Flavokawain C inhibits glucose metabolism and tumor angiogenesis in nasopharyngeal carcinoma by targeting the HSP90B1/STAT3/HK2 signaling axis

Abstract

Abstract Objective Over the past decade, heat shock protein 90 (HSP90) inhibitors have emerged as promising anticancer drugs in solid and hematological malignancies. Flavokawain C (FKC) is a naturally occurring chalcone that has been found to exert considerable anti-tumor efficacy by targeting multiple molecular pathways. However, the efficacy of FKC has not been studied in nasopharyngeal carcinoma (NPC). Metabolic abnormalities and uncontrolled angiogenesis are two important features of malignant tumors, and the occurrence of these two events may involve the regulation of HSP90B1. Therefore, this study aimed to explore the effects of FKC on NPC proliferation, glycolysis, and angiogenesis by regulating HSP90B1 and the underlying molecular regulatory mechanisms. Methods HSP90B1 expression was analyzed in NPC tissues and its relationship with patient’s prognosis was further identified. Afterward, the effects of HSP90B1 on proliferation, apoptosis, glycolysis, and angiogenesis in NPC were studied by loss-of-function assays.

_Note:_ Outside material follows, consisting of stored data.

//! Deadline scheduling primitives.
//!
//! Nothing in the control loop sleeps.  Every "wait N ms, then do X"
//! is expressed as an absolute deadline against the monotonic millisecond
//! clock and checked once per tick:
//!
//! ```text
//!   vent transition ──┐
//!   calibration pause ┤
//!   probe conversion ─┤──▶ Deadline / Interval ──▶ checked every tick
//!   ambient cadence ──┤
//!   tach window ──────┤
//!   cooldown window ──┘
//! ```

/// Monotonic time in milliseconds since boot.
pub type Millis = u64;

/// A one-shot absolute deadline that remembers when it was armed.
#[derive(Debug, Clone, Copy, PartialEq, Eq)]
pub struct Deadline {
    started_at: Millis,
    duration_ms: u32,
}

impl Deadline {
    pub fn new(started_at: Millis, duration_ms: u32) -> Self {
        Self {
            started_at,
            duration_ms,
        }
    }

    /// When the deadline was armed.
    pub fn started_at(&self) -> Millis {
        self.started_at
    }

    pub fn duration_ms(&self) -> u32 {
        self.duration_ms
    }

    /// Absolute time at which the deadline passes.
    pub fn due_at(&self) -> Millis {
        self.started_at.saturating_add(u64::from(self.duration_ms))
    }

    pub fn is_due(&self, now: Millis) -> bool {
        now >= self.due_at()
    }

    /// Milliseconds elapsed since the deadline was armed.
    pub fn elapsed(&self, now: Millis) -> u64 {
        now.saturating_sub(self.started_at)
    }
}

/// A fixed-cadence trigger.
///
/// `poll` returns the elapsed time since the previous fire once the period
/// has passed, and re-arms from `now` (not from the nominal due time) so a
/// long stall never produces a burst of catch-up fires.
#[derive(Debug, Clone, Copy, PartialEq, Eq)]
pub struct Interval {
    period_ms: u32,
    last_fire: Option<Millis>,
}

impl Interval {
    /// An interval whose first fire happens one full period after `now`.
    pub fn starting_at(now: Millis, period_ms: u32) -> Self {
        Self {
            period_ms,
            last_fire: Some(now),
        }
    }

    /// An interval that fires on the first poll.
    pub fn immediate(period_ms: u32) -> Self {
        Self {
            period_ms,
            last_fire: None,
        }
    }

    pub fn period_ms(&self) -> u32 {
        self.period_ms
    }

    /// Returns `Some(elapsed_ms)` when the period has passed.  The first
    /// fire of an [`immediate`](Self::immediate) interval reports zero.
    pub fn poll(&mut self, now: Millis) -> Option<u64> {
        let Some(last) = self.last_fire else {
            self.last_fire = Some(now);
            return Some(0);
        };
        let elapsed = now.saturating_sub(last);
        if elapsed >= u64::from(self.period_ms) {
            self.last_fire = Some(now);
            Some(elapsed)
        } else {
            None
        }
    }

    /// Re-arm so the next fire happens one period after `now`.
    pub fn reset(&mut self, now: Millis) {
        self.last_fire = Some(now);
    }
}
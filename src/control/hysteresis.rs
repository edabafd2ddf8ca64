//! Directional-hysteresis vent/fan controller.
//!
//! Thresholds are offsets from the active target.  Each vent family has
//! its own entry and exit thresholds, so a temperature parked between two
//! of them holds the current position instead of toggling:
//!
//! ```text
//!   target + to_closed   target + to_half   target + from_full   target + to_full
//!   ──────────┬──────────────────┬────────────────────┬────────────────────┬──────▶ °C
//!   half→closed        closed→half           full→half      closed|half→full
//! ```
//!
//! Entering half or full fires at or above the threshold and full→half
//! fires at or below it.  Only half→closed is strict, so a reading
//! sitting exactly on `to_closed` holds half.

use serde::Serialize;

use crate::config::ThermalConfig;
use crate::drivers::vent::{VentState, VentTarget};

/// Fan demand issued alongside the vent command.
#[derive(Debug, Clone, Copy, PartialEq, Eq, Serialize)]
pub enum FanCommand {
    Off,
    Low,
    High,
}

impl FanCommand {
    /// Duty for this demand (0–255).
    pub fn duty(self, config: &ThermalConfig) -> u8 {
        match self {
            Self::Off => 0,
            Self::Low => config.fan_low_duty,
            Self::High => config.fan_high_duty,
        }
    }

    fn for_vent(target: VentTarget) -> Self {
        match target {
            VentTarget::Closed => Self::Off,
            VentTarget::Half => Self::Low,
            VentTarget::Full => Self::High,
        }
    }
}

#[derive(Debug, Clone, Copy, PartialEq, Eq)]
pub struct ThermalCommand {
    pub vent: VentTarget,
    pub fan: FanCommand,
}

/// Band offsets relative to the target (°C).
#[derive(Debug, Clone, Copy, PartialEq)]
pub struct HysteresisBands {
    pub to_half: f32,
    pub to_closed: f32,
    pub to_full: f32,
    pub from_full: f32,
}

impl HysteresisBands {
    pub fn from_config(config: &ThermalConfig) -> Self {
        Self {
            to_half: config.band_to_half_c,
            to_closed: config.band_to_closed_c,
            to_full: config.band_to_full_c,
            from_full: config.band_from_full_c,
        }
    }
}

impl Default for HysteresisBands {
    fn default() -> Self {
        Self::from_config(&ThermalConfig::default())
    }
}

/// Map a chamber reading to a vent/fan command.
///
/// In-flight vent states count as the family they are heading to, so a
/// command issued mid-travel is judged against the destination.
pub fn evaluate(
    chamber_c: f32,
    target_c: f32,
    vent: VentState,
    bands: &HysteresisBands,
) -> ThermalCommand {
    let reached = |offset: f32| chamber_c >= target_c + offset;

    let next = match vent.target() {
        VentTarget::Closed => {
            if reached(bands.to_full) {
                VentTarget::Full
            } else if reached(bands.to_half) {
                VentTarget::Half
            } else {
                VentTarget::Closed
            }
        }
        VentTarget::Half => {
            if reached(bands.to_full) {
                VentTarget::Full
            } else if chamber_c < target_c + bands.to_closed {
                VentTarget::Closed
            } else {
                VentTarget::Half
            }
        }
        // Never straight to closed: full always steps down through half.
        VentTarget::Full => {
            if chamber_c <= target_c + bands.from_full {
                VentTarget::Half
            } else {
                VentTarget::Full
            }
        }
    };

    ThermalCommand {
        vent: next,
        fan: FanCommand::for_vent(next),
    }
}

Next, the interaction of FKC, HSP90B1, and epidermal growth factor receptor (EGFR) was evaluated. Then, in vitro experiments were designed to analyze the effect of FKC treatment on NPC cells. Finally, in vivo experiments were allowed to investigate whether FKC treatment regulates proliferation, glycolysis, and angiogenesis of NPC cells by HSP90B1/EGFR pathway. Results HSP90B1 was highly expressed in NPC tissues and was identified as a poor prognostic factor in NPC. At the same time, knockdown of HSP90B1 can inhibit the proliferation of NPC cells, trigger apoptosis, and reduce glycolysis and angiogenesis. Mechanistically, FKC affects downstream EGFR phosphorylation by regulating HSP90B1, thereby regulating the phosphatidylinositol 3-kinase (PI3K)/protein kinase B (Akt)/mammalian target of rapamycin (mTOR) pathway. FKC treatment inhibited the proliferation, glycolysis, and angiogenesis of NPC cells, which was reversed by introducing overexpression of HSP90B1. In addition, FKC can affect NPC tumor growth and metastasis in vivo by regulating the HSP90B1/EGFR pathway. Conclusion Collectively, FKC inhibits glucose metabolism and tumor angiogenesis in NPC by targeting the HSP90B1/EGFR/PI3K/Akt/mTOR signaling axis.